Segment Start: The data

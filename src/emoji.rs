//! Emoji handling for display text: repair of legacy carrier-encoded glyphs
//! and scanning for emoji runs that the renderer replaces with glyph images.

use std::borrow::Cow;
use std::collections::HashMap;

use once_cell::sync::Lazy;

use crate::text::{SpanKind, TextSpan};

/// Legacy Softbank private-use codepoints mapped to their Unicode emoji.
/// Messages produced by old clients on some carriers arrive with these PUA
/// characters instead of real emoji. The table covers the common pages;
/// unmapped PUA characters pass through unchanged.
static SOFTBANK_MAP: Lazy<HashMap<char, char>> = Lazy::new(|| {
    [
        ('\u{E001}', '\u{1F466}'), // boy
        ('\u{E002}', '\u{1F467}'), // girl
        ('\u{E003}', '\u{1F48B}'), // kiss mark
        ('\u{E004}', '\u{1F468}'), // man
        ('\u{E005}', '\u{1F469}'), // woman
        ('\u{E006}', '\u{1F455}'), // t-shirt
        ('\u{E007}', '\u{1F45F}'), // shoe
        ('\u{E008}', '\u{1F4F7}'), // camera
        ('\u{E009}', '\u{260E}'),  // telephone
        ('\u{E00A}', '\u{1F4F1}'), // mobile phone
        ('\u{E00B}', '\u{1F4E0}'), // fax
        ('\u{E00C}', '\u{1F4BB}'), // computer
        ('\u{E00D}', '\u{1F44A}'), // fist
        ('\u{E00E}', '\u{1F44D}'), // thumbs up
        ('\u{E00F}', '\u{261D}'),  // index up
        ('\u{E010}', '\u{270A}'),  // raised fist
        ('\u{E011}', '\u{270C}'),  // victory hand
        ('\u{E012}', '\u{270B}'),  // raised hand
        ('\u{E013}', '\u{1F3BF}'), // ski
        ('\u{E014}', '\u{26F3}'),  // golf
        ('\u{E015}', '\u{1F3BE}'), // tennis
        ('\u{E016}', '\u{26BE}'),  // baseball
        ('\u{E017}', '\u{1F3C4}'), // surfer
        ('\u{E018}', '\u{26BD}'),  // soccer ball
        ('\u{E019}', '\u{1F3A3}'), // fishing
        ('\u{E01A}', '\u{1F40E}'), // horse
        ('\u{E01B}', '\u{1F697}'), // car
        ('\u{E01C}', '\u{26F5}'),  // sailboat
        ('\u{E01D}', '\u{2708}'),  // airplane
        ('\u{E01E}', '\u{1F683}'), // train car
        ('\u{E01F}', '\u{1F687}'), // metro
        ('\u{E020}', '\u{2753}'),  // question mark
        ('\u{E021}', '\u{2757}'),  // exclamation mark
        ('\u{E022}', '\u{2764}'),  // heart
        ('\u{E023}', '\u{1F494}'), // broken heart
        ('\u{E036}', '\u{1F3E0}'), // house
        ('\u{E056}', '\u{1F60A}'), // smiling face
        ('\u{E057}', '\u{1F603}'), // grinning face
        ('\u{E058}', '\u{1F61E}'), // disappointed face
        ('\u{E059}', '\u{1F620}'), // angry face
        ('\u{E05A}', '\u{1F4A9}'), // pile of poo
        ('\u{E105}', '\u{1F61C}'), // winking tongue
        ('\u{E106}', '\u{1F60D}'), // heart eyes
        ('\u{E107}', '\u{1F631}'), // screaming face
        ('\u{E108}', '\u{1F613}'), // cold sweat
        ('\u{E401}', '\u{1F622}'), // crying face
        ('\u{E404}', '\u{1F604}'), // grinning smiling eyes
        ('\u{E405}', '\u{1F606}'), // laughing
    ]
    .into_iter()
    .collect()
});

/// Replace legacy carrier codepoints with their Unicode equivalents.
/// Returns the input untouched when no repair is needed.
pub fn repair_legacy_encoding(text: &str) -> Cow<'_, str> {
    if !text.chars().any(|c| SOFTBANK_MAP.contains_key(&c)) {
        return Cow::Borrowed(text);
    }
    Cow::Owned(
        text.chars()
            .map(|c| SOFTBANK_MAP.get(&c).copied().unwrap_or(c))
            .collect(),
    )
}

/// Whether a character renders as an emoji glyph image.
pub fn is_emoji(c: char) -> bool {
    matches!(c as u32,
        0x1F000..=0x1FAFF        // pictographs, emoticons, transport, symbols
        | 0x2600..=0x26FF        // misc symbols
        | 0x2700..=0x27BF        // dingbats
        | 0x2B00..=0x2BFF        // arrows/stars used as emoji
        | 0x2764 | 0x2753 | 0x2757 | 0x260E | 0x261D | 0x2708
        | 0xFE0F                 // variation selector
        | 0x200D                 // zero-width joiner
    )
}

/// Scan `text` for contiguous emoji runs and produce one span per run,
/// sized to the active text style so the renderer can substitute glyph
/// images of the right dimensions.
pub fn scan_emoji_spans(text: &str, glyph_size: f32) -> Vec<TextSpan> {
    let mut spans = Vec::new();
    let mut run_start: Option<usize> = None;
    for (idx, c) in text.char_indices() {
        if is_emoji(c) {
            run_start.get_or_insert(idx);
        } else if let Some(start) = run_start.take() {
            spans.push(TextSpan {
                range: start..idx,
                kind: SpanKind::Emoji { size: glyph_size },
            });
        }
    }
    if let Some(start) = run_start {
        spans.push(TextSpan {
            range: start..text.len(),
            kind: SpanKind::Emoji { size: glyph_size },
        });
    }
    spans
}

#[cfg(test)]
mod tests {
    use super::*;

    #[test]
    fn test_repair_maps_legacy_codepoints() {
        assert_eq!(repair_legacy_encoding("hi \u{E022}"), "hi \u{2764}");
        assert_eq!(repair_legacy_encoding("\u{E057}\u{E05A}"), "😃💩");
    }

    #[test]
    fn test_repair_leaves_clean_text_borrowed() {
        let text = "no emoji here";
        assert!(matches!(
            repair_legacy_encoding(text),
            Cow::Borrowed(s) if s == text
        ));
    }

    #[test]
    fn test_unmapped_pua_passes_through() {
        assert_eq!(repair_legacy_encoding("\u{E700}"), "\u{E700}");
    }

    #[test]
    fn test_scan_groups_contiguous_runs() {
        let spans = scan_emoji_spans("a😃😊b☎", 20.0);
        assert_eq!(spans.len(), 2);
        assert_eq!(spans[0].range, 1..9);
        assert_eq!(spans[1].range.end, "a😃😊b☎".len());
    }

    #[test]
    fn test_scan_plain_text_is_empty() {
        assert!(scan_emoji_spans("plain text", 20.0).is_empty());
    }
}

Segment End: The data
Segment Start: The data

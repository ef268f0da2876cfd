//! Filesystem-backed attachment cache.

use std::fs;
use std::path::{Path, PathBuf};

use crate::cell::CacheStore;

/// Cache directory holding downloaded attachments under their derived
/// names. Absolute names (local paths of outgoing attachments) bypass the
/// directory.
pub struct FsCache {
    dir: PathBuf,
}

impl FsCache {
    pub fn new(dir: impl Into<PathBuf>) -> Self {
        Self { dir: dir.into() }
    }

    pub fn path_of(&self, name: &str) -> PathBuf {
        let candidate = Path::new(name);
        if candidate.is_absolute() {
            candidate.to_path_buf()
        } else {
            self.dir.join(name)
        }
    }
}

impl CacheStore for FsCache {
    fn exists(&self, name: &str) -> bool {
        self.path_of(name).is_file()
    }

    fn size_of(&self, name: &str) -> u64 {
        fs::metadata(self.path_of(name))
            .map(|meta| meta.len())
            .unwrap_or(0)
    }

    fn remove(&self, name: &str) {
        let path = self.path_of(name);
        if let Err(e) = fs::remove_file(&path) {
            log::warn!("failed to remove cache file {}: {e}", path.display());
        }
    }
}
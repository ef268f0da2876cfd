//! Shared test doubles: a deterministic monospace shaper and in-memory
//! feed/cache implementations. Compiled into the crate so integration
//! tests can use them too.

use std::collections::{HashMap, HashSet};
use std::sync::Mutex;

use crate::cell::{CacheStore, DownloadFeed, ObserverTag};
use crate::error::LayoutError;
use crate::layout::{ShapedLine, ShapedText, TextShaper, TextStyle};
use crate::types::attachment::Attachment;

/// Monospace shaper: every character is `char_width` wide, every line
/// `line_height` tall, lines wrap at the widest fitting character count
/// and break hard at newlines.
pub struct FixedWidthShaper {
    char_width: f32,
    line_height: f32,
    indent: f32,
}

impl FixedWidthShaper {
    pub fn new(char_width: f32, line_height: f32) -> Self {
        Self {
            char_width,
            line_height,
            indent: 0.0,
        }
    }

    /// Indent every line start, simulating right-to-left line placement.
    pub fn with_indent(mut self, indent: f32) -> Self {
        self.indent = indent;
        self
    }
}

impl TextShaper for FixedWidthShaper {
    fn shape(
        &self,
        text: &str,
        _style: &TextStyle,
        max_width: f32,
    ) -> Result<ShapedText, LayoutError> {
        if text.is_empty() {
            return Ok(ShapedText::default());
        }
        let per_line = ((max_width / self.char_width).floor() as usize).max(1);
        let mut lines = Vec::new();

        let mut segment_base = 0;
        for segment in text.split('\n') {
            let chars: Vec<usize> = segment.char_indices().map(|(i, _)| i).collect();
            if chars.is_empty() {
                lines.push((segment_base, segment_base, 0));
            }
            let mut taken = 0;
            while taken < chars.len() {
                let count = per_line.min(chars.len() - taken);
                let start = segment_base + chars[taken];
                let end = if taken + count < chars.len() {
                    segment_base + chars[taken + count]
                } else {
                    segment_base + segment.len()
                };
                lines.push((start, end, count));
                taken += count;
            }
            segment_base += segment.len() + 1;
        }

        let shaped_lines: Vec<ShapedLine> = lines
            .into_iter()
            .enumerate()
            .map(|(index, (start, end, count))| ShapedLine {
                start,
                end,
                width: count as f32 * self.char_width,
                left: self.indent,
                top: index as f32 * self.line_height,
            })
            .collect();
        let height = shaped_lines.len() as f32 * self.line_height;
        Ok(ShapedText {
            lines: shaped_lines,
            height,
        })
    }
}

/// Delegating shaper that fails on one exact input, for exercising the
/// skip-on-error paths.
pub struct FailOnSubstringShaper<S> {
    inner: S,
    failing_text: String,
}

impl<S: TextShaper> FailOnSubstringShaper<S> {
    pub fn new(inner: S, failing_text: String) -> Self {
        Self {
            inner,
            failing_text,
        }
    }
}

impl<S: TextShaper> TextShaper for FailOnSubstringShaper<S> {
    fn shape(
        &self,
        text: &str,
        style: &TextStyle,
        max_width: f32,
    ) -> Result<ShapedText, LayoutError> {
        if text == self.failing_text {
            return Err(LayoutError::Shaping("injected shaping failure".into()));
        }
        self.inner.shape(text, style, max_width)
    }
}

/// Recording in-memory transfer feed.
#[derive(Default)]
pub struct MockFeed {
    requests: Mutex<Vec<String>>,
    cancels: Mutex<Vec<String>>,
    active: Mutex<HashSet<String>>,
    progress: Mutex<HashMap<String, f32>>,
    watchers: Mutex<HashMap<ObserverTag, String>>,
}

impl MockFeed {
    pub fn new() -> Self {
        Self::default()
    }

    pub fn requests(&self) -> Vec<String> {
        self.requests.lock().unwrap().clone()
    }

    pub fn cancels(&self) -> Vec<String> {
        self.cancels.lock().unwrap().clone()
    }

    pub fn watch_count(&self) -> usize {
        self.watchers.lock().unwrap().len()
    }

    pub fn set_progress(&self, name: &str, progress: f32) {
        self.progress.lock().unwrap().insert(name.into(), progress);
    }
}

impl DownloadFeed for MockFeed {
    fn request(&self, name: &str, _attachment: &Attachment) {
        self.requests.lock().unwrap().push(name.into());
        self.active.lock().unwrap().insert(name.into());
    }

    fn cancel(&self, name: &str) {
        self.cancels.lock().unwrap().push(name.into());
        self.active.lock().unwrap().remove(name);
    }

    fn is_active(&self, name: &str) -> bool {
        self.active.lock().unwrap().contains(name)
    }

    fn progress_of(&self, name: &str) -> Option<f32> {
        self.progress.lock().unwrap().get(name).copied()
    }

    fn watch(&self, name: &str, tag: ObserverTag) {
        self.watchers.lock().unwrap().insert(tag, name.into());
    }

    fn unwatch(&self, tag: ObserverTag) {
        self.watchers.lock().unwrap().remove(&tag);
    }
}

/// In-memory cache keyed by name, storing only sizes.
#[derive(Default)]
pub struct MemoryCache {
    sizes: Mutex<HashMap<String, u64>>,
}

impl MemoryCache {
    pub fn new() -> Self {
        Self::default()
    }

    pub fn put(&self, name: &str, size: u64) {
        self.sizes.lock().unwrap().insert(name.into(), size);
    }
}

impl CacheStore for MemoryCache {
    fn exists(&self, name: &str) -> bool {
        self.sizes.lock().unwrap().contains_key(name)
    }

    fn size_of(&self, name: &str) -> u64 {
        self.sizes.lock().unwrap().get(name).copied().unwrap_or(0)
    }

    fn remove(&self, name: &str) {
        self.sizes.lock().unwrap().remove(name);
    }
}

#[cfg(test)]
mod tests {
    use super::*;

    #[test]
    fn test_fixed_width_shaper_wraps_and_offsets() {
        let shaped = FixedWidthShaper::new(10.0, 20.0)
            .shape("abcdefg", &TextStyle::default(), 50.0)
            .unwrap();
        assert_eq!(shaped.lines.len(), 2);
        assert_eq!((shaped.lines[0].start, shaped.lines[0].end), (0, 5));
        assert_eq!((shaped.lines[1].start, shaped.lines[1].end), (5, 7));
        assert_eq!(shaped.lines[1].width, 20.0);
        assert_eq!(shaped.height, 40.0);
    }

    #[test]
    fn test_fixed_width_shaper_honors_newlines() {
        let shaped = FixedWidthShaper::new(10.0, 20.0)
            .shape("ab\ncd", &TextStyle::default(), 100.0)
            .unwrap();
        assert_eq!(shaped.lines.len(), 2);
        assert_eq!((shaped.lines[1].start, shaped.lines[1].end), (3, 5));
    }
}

Segment End: The data

▶ **Exercise prompt**: For each line of the listing that holds the word "MockFeed", show that line.

▶ **Answer to the problem**:
pub struct MockFeed {
impl MockFeed {
impl DownloadFeed for MockFeed {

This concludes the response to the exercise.